Data to process
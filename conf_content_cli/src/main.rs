use std::path::{Path, PathBuf};

use clap::Parser;
use conf_content::{config::read_config, GenerationReport};
use tracing_subscriber::{prelude::*, EnvFilter};

mod commands;

use commands::Command;

/// Turns the conference CSV exports into site content pages.
#[derive(Parser, Debug)]
#[command(name = "conf-content", version)]
struct Cli {
    #[command(subcommand)]
    command: Option<Command>,
    /// YAML config file. Falls back to $CONF_CONTENT_CONFIG.
    #[arg(long, global = true)]
    config: Option<PathBuf>,
    /// Directory containing the CSV files
    #[arg(long, global = true)]
    input_dir: Option<PathBuf>,
    /// Directory the content tree is written to
    #[arg(long, global = true)]
    output_dir: Option<PathBuf>,
}

fn main() -> anyhow::Result<()> {
    let cli = Cli::parse();

    let mut config = read_config(cli.config.as_deref())?;
    if let Some(input_dir) = cli.input_dir {
        config.input_dir = input_dir;
    }
    if let Some(output_dir) = cli.output_dir {
        config.output_dir = output_dir;
    }

    let env_filter = EnvFilter::try_from_default_env()
        .or_else(|_| EnvFilter::try_new(&config.logging_config))?;
    tracing_subscriber::registry()
        .with(tracing_subscriber::fmt::layer().with_filter(env_filter))
        .init();

    let command = cli.command.unwrap_or(Command::All);
    if !log_outcome(command.run(&config), &config.output_dir) {
        std::process::exit(1);
    }
    Ok(())
}

/// Logs the result of a run once. Returns whether the run succeeded.
fn log_outcome(result: anyhow::Result<GenerationReport>, output_dir: &Path) -> bool {
    match result {
        Ok(report) => {
            tracing::info!(
                "Wrote {} documents to {}",
                report.documents_written(),
                output_dir.display()
            );
            true
        }
        Err(e) => {
            tracing::error!("Content generation failed: {:#}", e);
            false
        }
    }
}
use std::{fs::File, io::ErrorKind, path::Path};

use serde::de::DeserializeOwned;

use crate::error::ContentError;

/// Reads every row of the CSV file at `path` into `T`, keyed by header name.
///
/// Fails on the first row that does not decode; no partial result is returned.
pub fn read_records<T>(path: &Path) -> Result<Vec<T>, ContentError>
where
    T: DeserializeOwned,
{
    let file = File::open(path).map_err(|e| match e.kind() {
        ErrorKind::NotFound => ContentError::FileNotFound {
            path: path.to_path_buf(),
        },
        _ => ContentError::filesystem(path, e),
    })?;

    parse_records(file, path)
}

/// Like [`read_records`], but over any reader. `source` only names the input in errors.
pub fn parse_records<T, R>(reader: R, source: &Path) -> Result<Vec<T>, ContentError>
where
    T: DeserializeOwned,
    R: std::io::Read,
{
    let mut reader = csv::ReaderBuilder::new()
        .trim(csv::Trim::All)
        .from_reader(reader);

    let mut records = vec![];
    for (row_idx, row) in reader.deserialize().enumerate() {
        let record: T = row.map_err(|e| ContentError::Parse {
            path: source.to_path_buf(),
            row: row_idx + 1,
            source: e,
        })?;
        records.push(record);
    }

    Ok(records)
}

How to complete this task
Transcribe the material above word for word.

Solution below
filename conf_content_cli/src/main.rs
use std::path::{Path, PathBuf};

use clap::Parser;
use conf_content::{config::read_config, GenerationReport};
use tracing_subscriber::{prelude::*, EnvFilter};

mod commands;

use commands::Command;

/// Turns the conference CSV exports into site content pages.
#[derive(Parser, Debug)]
#[command(name = "conf-content", version)]
struct Cli {
    #[command(subcommand)]
    command: Option<Command>,
    /// YAML config file. Falls back to $CONF_CONTENT_CONFIG.
    #[arg(long, global = true)]
    config: Option<PathBuf>,
    /// Directory containing the CSV files
    #[arg(long, global = true)]
    input_dir: Option<PathBuf>,
    /// Directory the content tree is written to
    #[arg(long, global = true)]
    output_dir: Option<PathBuf>,
}

fn main() -> anyhow::Result<()> {
    let cli = Cli::parse();

    let mut config = read_config(cli.config.as_deref())?;
    if let Some(input_dir) = cli.input_dir {
        config.input_dir = input_dir;
    }
    if let Some(output_dir) = cli.output_dir {
        config.output_dir = output_dir;
    }

    let env_filter = EnvFilter::try_from_default_env()
        .or_else(|_| EnvFilter::try_new(&config.logging_config))?;
    tracing_subscriber::registry()
        .with(tracing_subscriber::fmt::layer().with_filter(env_filter))
        .init();

    let command = cli.command.unwrap_or(Command::All);
    if !log_outcome(command.run(&config), &config.output_dir) {
        std::process::exit(1);
    }
    Ok(())
}

/// Logs the result of a run once. Returns whether the run succeeded.
fn log_outcome(result: anyhow::Result<GenerationReport>, output_dir: &Path) -> bool {
    match result {
        Ok(report) => {
            tracing::info!(
                "Wrote {} documents to {}",
                report.documents_written(),
                output_dir.display()
            );
            true
        }
        Err(e) => {
            tracing::error!("Content generation failed: {:#}", e);
            false
        }
    }
}
use std::{fs::File, io::ErrorKind, path::Path};

use serde::de::DeserializeOwned;

use crate::error::ContentError;

/// Reads every row of the CSV file at `path` into `T`, keyed by header name.
///
/// Fails on the first row that does not decode; no partial result is returned.
pub fn read_records<T>(path: &Path) -> Result<Vec<T>, ContentError>
where
    T: DeserializeOwned,
{
    let file = File::open(path).map_err(|e| match e.kind() {
        ErrorKind::NotFound => ContentError::FileNotFound {
            path: path.to_path_buf(),
        },
        _ => ContentError::filesystem(path, e),
    })?;

    parse_records(file, path)
}

/// Like [`read_records`], but over any reader. `source` only names the input in errors.
pub fn parse_records<T, R>(reader: R, source: &Path) -> Result<Vec<T>, ContentError>
where
    T: DeserializeOwned,
    R: std::io::Read,
{
    let mut reader = csv::ReaderBuilder::new()
        .trim(csv::Trim::All)
        .from_reader(reader);

    let mut records = vec![];
    for (row_idx, row) in reader.deserialize().enumerate() {
        let record: T = row.map_err(|e| ContentError::Parse {
            path: source.to_path_buf(),
            row: row_idx + 1,
            source: e,
        })?;
        records.push(record);
    }

    Ok(records)
}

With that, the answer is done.